What is expected —
The answer must be every line from the entries below that includes "super".

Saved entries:
----------------

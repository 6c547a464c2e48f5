//! Immutable job requests and their builder.
//!
//! A [`JobRequest`] describes what to run (a job type name and an input
//! payload) and when it may run (constraints, delays, periodicity). Requests
//! are validated once by [`JobRequestBuilder::build`]; out-of-range timing
//! values are clamped with a warning, contradictory settings are rejected.

use chrono::{DateTime, Utc};
use serde::{Deserialize, Serialize};
use std::collections::BTreeSet;
use std::time::Duration;
use thiserror::Error;

use super::backoff::{BackoffPolicy, serde_millis, serde_millis_opt};
use super::clock;
use super::constraints::ConstraintSet;
use super::data::{Data, DataError};
use super::merger::InputMerger;
use super::types::JobId;

/// Smallest repeat interval for periodic work.
pub const MIN_PERIODIC_INTERVAL: Duration = Duration::from_secs(15 * 60);

/// Smallest flex window for periodic work.
pub const MIN_PERIODIC_FLEX: Duration = Duration::from_secs(5 * 60);

/// Errors produced when building a request.
#[derive(Debug, Error, PartialEq)]
pub enum RequestError {
    /// The job type name is empty.
    #[error("job type must not be empty")]
    EmptyJobType,

    /// Expedited work cannot repeat.
    #[error("expedited requests cannot be periodic")]
    ExpeditedPeriodic,

    /// Expedited work cannot be delayed.
    #[error("expedited requests cannot have an initial delay")]
    ExpeditedDelayed,

    /// The input payload is invalid.
    #[error("invalid input: {0}")]
    InvalidInput(#[from] DataError),
}

/// What happens to an expedited request once the quota is used up.
#[derive(Debug, Clone, Copy, Default, PartialEq, Eq, Serialize, Deserialize)]
#[serde(rename_all = "snake_case")]
pub enum OutOfQuotaPolicy {
    /// Run as ordinary work.
    #[default]
    RunAsNonExpedited,
    /// Fail the request.
    Drop,
}

/// How a submission resolves against existing work under the same unique name.
#[derive(Debug, Clone, Copy, PartialEq, Eq, Serialize, Deserialize)]
#[serde(rename_all = "snake_case")]
pub enum ExistingWorkPolicy {
    /// Keep existing unfinished work and ignore the new request.
    Keep,
    /// Cancel existing unfinished work and insert the new request.
    Replace,
    /// Run the new request after the existing work.
    Append,
    /// Append, unless existing work failed or was cancelled, then replace.
    AppendOrReplace,
    /// Update existing unfinished work in place.
    Update,
}

/// Whether a request runs once or repeatedly.
#[derive(Debug, Clone, Copy, Default, PartialEq, Eq, Serialize, Deserialize)]
#[serde(tag = "kind", rename_all = "snake_case")]
pub enum Periodicity {
    #[default]
    OneShot,
    Periodic {
        #[serde(with = "serde_millis")]
        interval: Duration,
        /// Window at the end of each interval during which the job may run.
        #[serde(default, with = "serde_millis_opt")]
        flex: Option<Duration>,
    },
}

impl Periodicity {
    pub fn is_periodic(&self) -> bool {
        matches!(self, Periodicity::Periodic { .. })
    }
}

/// Immutable specification of a job.
#[derive(Debug, Clone, PartialEq, Serialize, Deserialize)]
pub struct JobRequest {
    id: JobId,
    job_type: String,
    input: Data,
    constraints: ConstraintSet,
    backoff: BackoffPolicy,
    #[serde(with = "serde_millis")]
    initial_delay: Duration,
    tags: BTreeSet<String>,
    periodicity: Periodicity,
    expedited: Option<OutOfQuotaPolicy>,
    max_retries: Option<u32>,
    merger: InputMerger,
}

impl JobRequest {
    /// Start building a request for a job type.
    pub fn builder(job_type: impl Into<String>) -> JobRequestBuilder {
        JobRequestBuilder::new(job_type)
    }

    pub fn id(&self) -> &JobId {
        &self.id
    }

    pub fn job_type(&self) -> &str {
        &self.job_type
    }

    pub fn input(&self) -> &Data {
        &self.input
    }

    pub fn constraints(&self) -> &ConstraintSet {
        &self.constraints
    }

    pub fn backoff(&self) -> &BackoffPolicy {
        &self.backoff
    }

    pub fn initial_delay(&self) -> Duration {
        self.initial_delay
    }

    pub fn tags(&self) -> &BTreeSet<String> {
        &self.tags
    }

    pub fn has_tag(&self, tag: &str) -> bool {
        self.tags.contains(tag)
    }

    pub fn periodicity(&self) -> &Periodicity {
        &self.periodicity
    }

    pub fn is_periodic(&self) -> bool {
        self.periodicity.is_periodic()
    }

    /// Out-of-quota policy if the request is expedited.
    pub fn expedited(&self) -> Option<OutOfQuotaPolicy> {
        self.expedited
    }

    pub fn is_expedited(&self) -> bool {
        self.expedited.is_some()
    }

    /// Per-request retry limit, overriding the scheduler default.
    pub fn max_retries(&self) -> Option<u32> {
        self.max_retries
    }

    pub fn input_merger(&self) -> InputMerger {
        self.merger
    }

    /// The same request under another identity.
    pub(crate) fn with_id(mut self, id: JobId) -> Self {
        self.id = id;
        self
    }

    /// When the first run of this request may start.
    pub fn first_run_at(&self, enqueued_at: DateTime<Utc>) -> DateTime<Utc> {
        let start = clock::add(enqueued_at, self.initial_delay);
        match self.periodicity {
            Periodicity::Periodic {
                interval,
                flex: Some(flex),
            } => clock::add(start, interval.saturating_sub(flex)),
            _ => start,
        }
    }

    /// When the period after one started at `last_started_at` may start.
    ///
    /// One-shot requests have no next period and return `None`.
    pub fn next_period_at(&self, last_started_at: DateTime<Utc>) -> Option<DateTime<Utc>> {
        match self.periodicity {
            Periodicity::OneShot => None,
            Periodicity::Periodic { interval, flex } => {
                let wait = interval.saturating_sub(flex.unwrap_or(Duration::ZERO));
                Some(clock::add(last_started_at, wait))
            }
        }
    }
}

/// Builder for [`JobRequest`].
#[derive(Debug, Clone)]
pub struct JobRequestBuilder {
    id: Option<JobId>,
    job_type: String,
    input: Data,
    constraints: ConstraintSet,
    backoff: BackoffPolicy,
    initial_delay: Duration,
    tags: BTreeSet<String>,
    periodicity: Periodicity,
    expedited: Option<OutOfQuotaPolicy>,
    max_retries: Option<u32>,
    merger: InputMerger,
}

impl JobRequestBuilder {
    pub fn new(job_type: impl Into<String>) -> Self {
        Self {
            id: None,
            job_type: job_type.into(),
            input: Data::new(),
            constraints: ConstraintSet::none(),
            backoff: BackoffPolicy::default(),
            initial_delay: Duration::ZERO,
            tags: BTreeSet::new(),
            periodicity: Periodicity::OneShot,
            expedited: None,
            max_retries: None,
            merger: InputMerger::default(),
        }
    }

    /// Use a fixed id instead of a random one.
    pub fn id(mut self, id: JobId) -> Self {
        self.id = Some(id);
        self
    }

    pub fn input(mut self, input: Data) -> Self {
        self.input = input;
        self
    }

    pub fn constraints(mut self, constraints: ConstraintSet) -> Self {
        self.constraints = constraints;
        self
    }

    pub fn backoff(mut self, backoff: BackoffPolicy) -> Self {
        self.backoff = backoff;
        self
    }

    pub fn initial_delay(mut self, delay: Duration) -> Self {
        self.initial_delay = delay;
        self
    }

    pub fn tag(mut self, tag: impl Into<String>) -> Self {
        self.tags.insert(tag.into());
        self
    }

    pub fn tags<I, S>(mut self, tags: I) -> Self
    where
        I: IntoIterator<Item = S>,
        S: Into<String>,
    {
        self.tags.extend(tags.into_iter().map(Into::into));
        self
    }

    /// Repeat every `interval`.
    pub fn periodic(mut self, interval: Duration) -> Self {
        self.periodicity = Periodicity::Periodic {
            interval,
            flex: None,
        };
        self
    }

    /// Repeat every `interval`, running within the last `flex` of each one.
    pub fn periodic_with_flex(mut self, interval: Duration, flex: Duration) -> Self {
        self.periodicity = Periodicity::Periodic {
            interval,
            flex: Some(flex),
        };
        self
    }

    /// Request priority dispatch.
    pub fn expedited(mut self, policy: OutOfQuotaPolicy) -> Self {
        self.expedited = Some(policy);
        self
    }

    pub fn max_retries(mut self, max: u32) -> Self {
        self.max_retries = Some(max);
        self
    }

    pub fn input_merger(mut self, merger: InputMerger) -> Self {
        self.merger = merger;
        self
    }

    /// Validate and build the request.
    pub fn build(self) -> Result<JobRequest, RequestError> {
        if self.job_type.trim().is_empty() {
            return Err(RequestError::EmptyJobType);
        }
        if self.expedited.is_some() {
            if self.periodicity.is_periodic() {
                return Err(RequestError::ExpeditedPeriodic);
            }
            if !self.initial_delay.is_zero() {
                return Err(RequestError::ExpeditedDelayed);
            }
        }
        self.input.ensure_within_limit()?;

        Ok(JobRequest {
            id: self.id.unwrap_or_default(),
            periodicity: clamp_periodicity(self.periodicity),
            backoff: self.backoff.clamped(),
            job_type: self.job_type,
            input: self.input,
            constraints: self.constraints,
            initial_delay: self.initial_delay,
            tags: self.tags,
            expedited: self.expedited,
            max_retries: self.max_retries,
            merger: self.merger,
        })
    }
}

fn clamp_periodicity(periodicity: Periodicity) -> Periodicity {
    let Periodicity::Periodic { interval, flex } = periodicity else {
        return periodicity;
    };

    let clamped_interval = interval.max(MIN_PERIODIC_INTERVAL);
    if clamped_interval != interval {
        tracing::warn!(
            requested = ?interval,
            applied = ?clamped_interval,
            "Repeat interval below minimum, clamping"
        );
    }

    let clamped_flex = flex.map(|f| {
        let clamped = f.clamp(MIN_PERIODIC_FLEX, clamped_interval);
        if clamped != f {
            tracing::warn!(requested = ?f, applied = ?clamped, "Flex window out of range, clamping");
        }
        clamped
    });

    Periodicity::Periodic {
        interval: clamped_interval,
        flex: clamped_flex,
    }
}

----------------

Response to the exercise —
use super::backoff::{BackoffPolicy, serde_millis, serde_millis_opt};
use super::clock;
use super::constraints::ConstraintSet;
use super::data::{Data, DataError};
use super::merger::InputMerger;
use super::types::JobId;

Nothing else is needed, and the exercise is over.